Streaming, incremental parsing, or any optimization concern.

Threat model

The bootstrap parser runs on the consumer's local machine, processing seed material the consumer chose to clone (the format-spec, parser, runner, and resolver spec modules from a trusted source). The threat model is "the consumer might have made a mistake," not "an adversary fed me input."

This is the D0 threat model. Implementations of this module are explicitly not intended for any context where the threat model is stronger.

A consumer using a bootstrap parser to read modules from untrusted sources is misusing it. The format makes this misuse loud — the deployment tier is declared in the lockfile, and tools should refuse to operate at higher tiers using a bootstrap-only implementation.

Bootstrap procedure

A consumer encountering Commons Format for the first time follows this sequence:

Clone the canonical repository containing the format-spec, bootstrap parser, parser, runner, and resolver spec modules.
Read the format-spec module's commonsformat.md (with eyes, since no parser exists yet).
Read this module's commonsformat.md to understand what the bootstrap parser needs to do.
Use a code generator to produce a bootstrap parser implementation in the consumer's target language. The format spec provides the grammar; this module provides the narrowed scope.
Verify the bootstrap parser against this module's eval suite by running the cases manually (computing expected outputs by hand and comparing) or by writing a simple test harness in the consumer's language.
Iterate until the bootstrap parser passes this module's eval suite.
Use the bootstrap parser to read the production parser spec module's files.
Generate a production parser from the merged spec (format-spec + parser-spec).
The production parser inherits the bootstrap eval suite plus the production eval suite, and must pass both. The consumer can verify it manually, by running the bootstrap parser's evals plus the production evals through whatever testing approach they have.
Once the production parser passes, retire the bootstrap parser. Subsequent tools (eval runner, resolver) are bootstrapped using the production parser.

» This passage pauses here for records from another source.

use time::{Duration, OffsetDateTime};

use leadline_storage::{
	db::Db,
	models::{OutboundKind, OutboundStatus},
	outbox::{self, EnqueueRow, NewOutbound},
};
use leadline_testkit::TestDatabase;

async fn fresh_db(test_db: &TestDatabase) -> Db {
	let cfg = leadline_config::Postgres {
		dsn: test_db.dsn().to_string(),
		pool_max_conns: 5,
		acquire_timeout_secs: 10,
	};
	let db = Db::connect(&cfg).await.expect("Failed to connect.");

	db.ensure_schema().await.expect("Bootstrap failed.");

	db
}

fn draft<'a>(to_number: &'a str, external_id: Option<&'a str>) -> NewOutbound<'a> {
	NewOutbound {
		tenant_id: None,
		to_number,
		body: "Queue probe.",
		kind: OutboundKind::Internal,
		external_id,
		scheduled_for: None,
	}
}

#[tokio::test]
#[ignore = "Requires external Postgres. Set LEADLINE_PG_DSN to run."]
async fn external_id_deduplicates() {
	let Some(base_dsn) = leadline_testkit::env_dsn() else {
		eprintln!("Skipping external_id_deduplicates; set LEADLINE_PG_DSN to run this test.");

		return;
	};
	let test_db = TestDatabase::new(&base_dsn).await.expect("Failed to create test database.");
	let db = fresh_db(&test_db).await;
	let now = OffsetDateTime::now_utc();

	let first = outbox::enqueue(&db.pool, draft("+15551230000", Some("probe_1")), now)
		.await
		.expect("Enqueue failed.");
	let second = outbox::enqueue(&db.pool, draft("+15551230000", Some("probe_1")), now)
		.await
		.expect("Enqueue failed.");

	assert!(matches!(first, EnqueueRow::Inserted(_)));
	assert_eq!(second, EnqueueRow::Duplicate);

	// Rows without an external id never deduplicate against each other.
	let third = outbox::enqueue(&db.pool, draft("+15551230000", None), now)
		.await
		.expect("Enqueue failed.");
	let fourth = outbox::enqueue(&db.pool, draft("+15551230000", None), now)
		.await
		.expect("Enqueue failed.");

	assert!(matches!(third, EnqueueRow::Inserted(_)));
	assert!(matches!(fourth, EnqueueRow::Inserted(_)));

	test_db.cleanup().await.expect("Failed to clean up test database.");
}

#[tokio::test]
#[ignore = "Requires external Postgres. Set LEADLINE_PG_DSN to run."]
async fn claim_respects_schedule_backoff_and_order() {
	let Some(base_dsn) = leadline_testkit::env_dsn() else {
		eprintln!("Skipping claim test; set LEADLINE_PG_DSN to run this test.");

		return;
	};
	let test_db = TestDatabase::new(&base_dsn).await.expect("Failed to create test database.");
	let db = fresh_db(&test_db).await;
	let now = OffsetDateTime::now_utc();

	// Oldest first.
	outbox::enqueue(&db.pool, draft("+15551230001", Some("older")), now - Duration::seconds(20))
		.await
		.expect("Enqueue failed.");
	outbox::enqueue(&db.pool, draft("+15551230002", Some("newer")), now - Duration::seconds(10))
		.await
		.expect("Enqueue failed.");

	// Scheduled in the future: invisible to the claim.
	let mut future = draft("+15551230003", Some("later"));

	future.scheduled_for = Some(now + Duration::seconds(3_600));

	outbox::enqueue(&db.pool, future, now).await.expect("Enqueue failed.");

	let claimed = outbox::claim_due(&db, now, 300, 10).await.expect("Claim failed.");
	let ids: Vec<_> = claimed.iter().map(|row| row.external_id.clone()).collect();

	assert_eq!(ids, vec![Some("older".to_string()), Some("newer".to_string())]);

	for row in &claimed {
		assert_eq!(row.status, "processing");
	}

	// A retried row stays invisible until its backoff window elapses.
	let retried = &claimed[0];

	outbox::mark_retry(&db, retried.id, 1, now).await.expect("Retry failed.");
	outbox::mark_sent(&db, claimed[1].id, 1, "SMX", now).await.expect("Finalize failed.");

	let immediately = outbox::claim_due(&db, now, 300, 10).await.expect("Claim failed.");

	assert!(immediately.is_empty());

	let after_backoff = outbox::claim_due(&db, now + Duration::seconds(6), 300, 10)
		.await
		.expect("Claim failed.");

	assert_eq!(after_backoff.len(), 1);
	assert_eq!(after_backoff[0].external_id.as_deref(), Some("older"));

	test_db.cleanup().await.expect("Failed to clean up test database.");
}

#[tokio::test]
#[ignore = "Requires external Postgres. Set LEADLINE_PG_DSN to run."]
async fn cancellation_hits_only_matching_live_rows() {
	let Some(base_dsn) = leadline_testkit::env_dsn() else {
		eprintln!("Skipping cancellation test; set LEADLINE_PG_DSN to run this test.");

		return;
	};
	let test_db = TestDatabase::new(&base_dsn).await.expect("Failed to create test database.");
	let db = fresh_db(&test_db).await;
	let now = OffsetDateTime::now_utc();

	outbox::enqueue(&db.pool, draft("+15551230001", Some("nudge_+15551230001")), now)
		.await
		.expect("Enqueue failed.");
	outbox::enqueue(&db.pool, draft("+15551230002", Some("nudge_+15551230002")), now)
		.await
		.expect("Enqueue failed.");

	let cancelled = outbox::cancel_matching(&db.pool, "nudge_+15551230001")
		.await
		.expect("Cancel failed.");

	assert_eq!(cancelled, 1);

	let survivor = outbox::by_external_id(&db, "nudge_+15551230002")
		.await
		.expect("Lookup failed.")
		.expect("Row missing.");

	assert_eq!(survivor.status(), Some(OutboundStatus::Pending));

	// Terminal rows are out of reach.
	let again = outbox::cancel_matching(&db.pool, "nudge_+15551230001")
		.await
		.expect("Cancel failed.");

	assert_eq!(again, 0);

	test_db.cleanup().await.expect("Failed to clean up test database.");
}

The bootstrap parser is a temporary artifact. Its existence is finite and intentional.

Verification

This module's eval suite verifies that a bootstrap parser can correctly read the bootstrap-relevant spec modules (format-spec, production parser, runner, resolver). Cases use real spec module content as fixtures, so a passing bootstrap parser is empirically ready for its narrow job.

A consumer generating a bootstrap parser iterates against this eval suite until conformance. The cases are deliberately few — the bootstrap parser doesn't need extensive testing because it operates on a fixed, trusted set of inputs.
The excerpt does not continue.